### [EXERCISE REQUIREMENTS]
Return every line in the entries below where the word "listener" shows up.
┄┄┄┄┄┄┄┄┄┄
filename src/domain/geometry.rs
// Pure geometry helpers used by combat and bot steering.

use std::f32::consts::{PI, TAU};

pub fn distance(ax: f32, ay: f32, bx: f32, by: f32) -> f32 {
    (bx - ax).hypot(by - ay)
}

/// Heading from `(ax, ay)` towards `(bx, by)` in radians, `atan2` convention.
pub fn angle_to(ax: f32, ay: f32, bx: f32, by: f32) -> f32 {
    (by - ay).atan2(bx - ax)
}

/// Wraps an angle into `[-π, π)`.
pub fn wrap_angle(angle: f32) -> f32 {
    (angle + PI).rem_euclid(TAU) - PI
}

/// Returns true if `target` lies within `half_arc` radians of `facing`, measured the short way
/// around the circle.
pub fn in_arc(facing: f32, target: f32, half_arc: f32) -> bool {
    wrap_angle(target - facing).abs() <= half_arc
}
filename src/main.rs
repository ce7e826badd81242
#[tokio::main]
async fn main() -> std::io::Result<()> {
    arena_server::run_with_config().await
}
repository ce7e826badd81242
// Network adapter for client WebSocket sessions.

pub mod client;

pub use client::{spawn_room_serializer, ws_handler};
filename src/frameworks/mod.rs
// Frameworks layer: configuration, storage bootstrap and the HTTP server.

pub mod config;
pub mod db;
pub mod server;
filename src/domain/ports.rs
use async_trait::async_trait;

use crate::domain::state::{AccountFlag, AccountFlags, Identity};

#[derive(Debug, Clone, Copy, PartialEq, Eq)]
pub enum IdentityError {
    InvalidToken,
    SessionExpired,
    UpstreamUnavailable,
}

// Port for resolving a connection's session token to an account identity.
#[async_trait]
pub trait IdentityProvider: Send + Sync {
    async fn resolve_session(&self, token: &str) -> Result<Identity, IdentityError>;
}

// Port for persistent account flags and end-of-game statistics.
#[async_trait]
pub trait StatsRepository: Send + Sync {
    /// Creates the account record if missing; existing flags are left untouched.
    async fn ensure_account(&self, identity: &Identity) -> Result<(), String>;
    async fn account_flags(&self, account_id: u64) -> Result<AccountFlags, String>;
    async fn set_flag(&self, account_id: u64, flag: AccountFlag) -> Result<(), String>;
    /// Adds one played game plus the session's score and kills to the account totals.
    async fn record_game_end(&self, account_id: u64, score: u32, kills: u32) -> Result<(), String>;
}
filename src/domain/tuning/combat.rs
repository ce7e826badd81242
use std::f32::consts::FRAC_PI_4;
use std::time::Duration;

/// Damage, scoring and bullet lifetime tuning.
#[derive(Debug, Clone, Copy)]
pub struct CombatTuning {
    pub max_health: i32,

    /// Damage applied when a hit report omits it.
    pub default_hit_damage: i32,

    /// Score awarded to the shooter per kill.
    pub kill_score: u32,

    /// Half-width of the frontal melee arc in radians.
    pub melee_half_arc: f32,

    /// Upper bound for client-supplied melee range.
    pub max_melee_range: f32,

    /// Bullets older than this are purged before the next snapshot.
    pub bullet_ttl: Duration,
}

impl Default for CombatTuning {
    fn default() -> Self {
        Self {
            max_health: 100,
            default_hit_damage: 15,
            kill_score: 10,
            melee_half_arc: FRAC_PI_4,
            max_melee_range: 75.0,
            bullet_ttl: Duration::from_secs(2),
        }
    }
}

impl CombatTuning {
    /// Clamps client-supplied damage so a hit can never heal or overkill past max health.
    pub fn clamp_damage(&self, damage: i32) -> i32 {
        damage.clamp(0, self.max_health)
    }
}
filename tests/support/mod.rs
// Shared primitives for one-time server bootstrapping across integration tests.
use arena_server::Services;
use arena_server::domain::state::Identity;
use arena_server::interface_adapters::clients::identity::InMemoryIdentityProvider;
use arena_server::interface_adapters::clients::stats::InMemoryStatsRepository;
use arena_server::use_cases::lobby::RoomSettings;
use std::{
    // `Arc` shares data between threads; `OnceLock` writes a value only once.
    sync::{Arc, OnceLock},
    // Sleep durations are used in readiness polling loops.
    time::Duration,
};

/// Session token preset for an administrator account.
pub const ADMIN_TOKEN: &str = "admin-session";
/// Session token preset for a registered member account.
pub const MEMBER_TOKEN: &str = "member-session";
/// Session token preset for a member account the ban flow uses.
pub const OUTLAW_TOKEN: &str = "outlaw-session";

// Global base URL used by all tests after the server publishes its bound address.
static SERVER_URL: OnceLock<String> = OnceLock::new();
// One-time guard that ensures the server bootstrap path runs only once.
static SERVER_READY: OnceLock<()> = OnceLock::new();

async fn test_services() -> Services {
    let identity = InMemoryIdentityProvider::new().with_guest_tokens();
    identity
        .insert(
            ADMIN_TOKEN,
            Identity {
                account_id: 1,
                username: "warden".into(),
                is_guest: false,
                is_admin: true,
                is_moderator: false,
            },
        )
        .await;
    identity
        .insert(
            MEMBER_TOKEN,
            Identity {
                account_id: 2,
                username: "drifter".into(),
                is_guest: false,
                is_admin: false,
                is_moderator: false,
            },
        )
        .await;
    identity
        .insert(
            OUTLAW_TOKEN,
            Identity {
                account_id: 3,
                username: "outlaw".into(),
                is_guest: false,
                is_admin: false,
                is_moderator: false,
            },
        )
        .await;

    Services {
        identity: Arc::new(identity),
        stats: Arc::new(InMemoryStatsRepository::new()),
        default_room: "main".into(),
        room_settings: RoomSettings::default(),
    }
}

// Ensure the test server is running and return the shared base URL.
pub fn ensure_server() -> &'static str {
    // Run initialization exactly once even if multiple tests call this function.
    SERVER_READY.get_or_init(|| {
        // Local one-time slot where the server thread publishes its selected URL.
        let published_url = Arc::new(OnceLock::<String>::new());
        let published_url_thread = Arc::clone(&published_url);
        // Spawn an OS thread so the server outlives individual `#[tokio::test]` runtimes.
        std::thread::spawn(move || {
            let runtime = tokio::runtime::Runtime::new().expect("test runtime");
            runtime.block_on(async move {
                // Bind to an ephemeral port to avoid collisions with local services.
                let listener = tokio::net::TcpListener::bind("127.0.0.1:0")
                    .await
                    .expect("bind ephemeral test port");
                let addr = listener.local_addr().expect("get local addr");
                let _ = published_url_thread.set(format!("http://{}", addr));
                arena_server::run_with_services(listener, test_services().await, std::future::pending())
                    .await
                    .expect("server failed");
            });
        });
        // Block until URL is published and the bound port starts accepting connections.
        wait_for_server_url_and_readiness(published_url);
    });

    SERVER_URL
        .get()
        .expect("server url should be initialized")
        .as_str()
}

/// WebSocket URL for a room on the shared test server.
pub fn ws_url(room: &str) -> String {
    let base = ensure_server();
    let host = base.strip_prefix("http://").expect("base url should use http://");
    format!("ws://{host}/ws?room={room}")
}

/// A room name no other test uses.
pub fn unique_room() -> String {
    let id = uuid::Uuid::new_v4().simple().to_string();
    format!("t-{}", &id[..12])
}

// Wait for URL publication and then wait for the server socket to accept TCP connections.
fn wait_for_server_url_and_readiness(published_url: Arc<OnceLock<String>>) {
    let base_url = loop {
        if let Some(url) = published_url.get() {
            break url.clone();
        }
        std::thread::sleep(Duration::from_millis(10));
    };

    let _ = SERVER_URL.set(base_url.clone());

    let addr = base_url
        .strip_prefix("http://")
        .expect("base url should use http://");

    // Retry for a short period to avoid racing server bind/accept.
    for _ in 0..100 {
        if std::net::TcpStream::connect(addr).is_ok() {
            return;
        }
        std::thread::sleep(Duration::from_millis(20));
    }

    panic!("server did not become ready in time");
}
┄┄┄┄┄┄┄┄┄┄
### [EXERCISE RESPONSE]
                let listener = tokio::net::TcpListener::bind("127.0.0.1:0")
                let addr = listener.local_addr().expect("get local addr");
                arena_server::run_with_services(listener, test_services().await, std::future::pending())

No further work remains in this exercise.